Consider rate limits, is it really fair to rate limit a consumer on a per GraphQL request basis like we do with REST? I don’t think so, we need to re-think the way we perform consumer rate limiting.
The API Management of GraphQL queries needs to evolve from the traditional model around REST and consider the implications of GraphQL to Rate Limiting and Threat protection, which is my catch-all term to ensure that we minimize the system impact of queries from API consumers.
For GraphQL management to be successful, we need to take advantage of our existing infrastructure and adapt it to understand the complexity of GraphQL queries; specifically, we are not asking our gateways to execute GraphQL, that is the wrong design architecture, but rather assess the complexity of queries and make policy decisions around whether we want to send them to backends.
This is analogous to what many API gateways do when assessing the runtime complexity of an XML or JSON payload. You can have a heavily nested XML payload that can cause software parsers to use a large amount of CPU, so having the detection in the gateway allows you to protect your backend and keep the bad messages from ever reaching them.
- Introspecting a GraphQL backend, we can build static analysis into our gateway, also enabling similar introspection from GraphQL clients.

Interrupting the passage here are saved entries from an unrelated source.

//! Set of actors eligible for streaming evaluation

use crate::core::types::ActorIndex;
use std::collections::HashSet;

/// Unordered set of actor indices the scheduler evaluates each tick.
///
/// Actors outside the set are ignored even while present in the spatial
/// index. Membership changes are idempotent.
#[derive(Default)]
pub struct ActiveSet {
    indices: HashSet<ActorIndex>,
}

impl ActiveSet {
    /// Create an empty set
    pub fn new() -> Self {
        Self::default()
    }

    /// Add an actor; returns true when membership changed
    pub fn activate(&mut self, index: ActorIndex) -> bool {
        self.indices.insert(index)
    }

    /// Remove an actor; returns true when membership changed
    pub fn deactivate(&mut self, index: ActorIndex) -> bool {
        self.indices.remove(&index)
    }

    /// Whether an actor is active
    pub fn contains(&self, index: ActorIndex) -> bool {
        self.indices.contains(&index)
    }

    /// Iterate over active actor indices (unordered)
    pub fn iter(&self) -> impl Iterator<Item = ActorIndex> + '_ {
        self.indices.iter().copied()
    }

    /// Number of active actors
    pub fn len(&self) -> usize {
        self.indices.len()
    }

    /// True when no actors are active
    pub fn is_empty(&self) -> bool {
        self.indices.is_empty()
    }

    /// Remove all actors
    pub fn clear(&mut self) {
        self.indices.clear();
    }
}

In the static analysis of our GraphQL schema, we can start to build analyze the structure of our query calls, specifically the maximum nesting, resolve complexity (ie the number of backend calls) and even the number of data elements returned.
- With the analysis on our gateway, we can then start to perform policy enforcement of GraphQL requests. We can reject requests that have very complicated nesting or pre-calculate the compute time of a potential query and determine if we want to even allow that request to proceed.
- A great example of these designs is on GitHub API, where they choose a point system and a token bucket, where it calculates a cost for each query and only allows you to make calls, it even offers a query to pre-calculate the cost before you actually submit the request.
- To the second part of API management is to consider how we offer rate plans.
If we really think about it, GraphQL is a premium service, if we look at the transition from API 2.0 to API 3.0, we gave the API consumer a really great service, so as API providers, we can potentially monetize it as a differentiated API plan.
For example, we may consider REST our basic plan, Kafka service, as a good plan, and GraphQL as the premium plan. For developers who want to the efficiency of GraphQL, API management systems can offer it as a premium rate plan.
In addition, you can have multiple GraphQL plans, where you are quota limited based on the compute time of the backend. It can be based on the resolve complexity and you can offer multiple plans to allow consumers to obtain more API data from a single GraphQL request.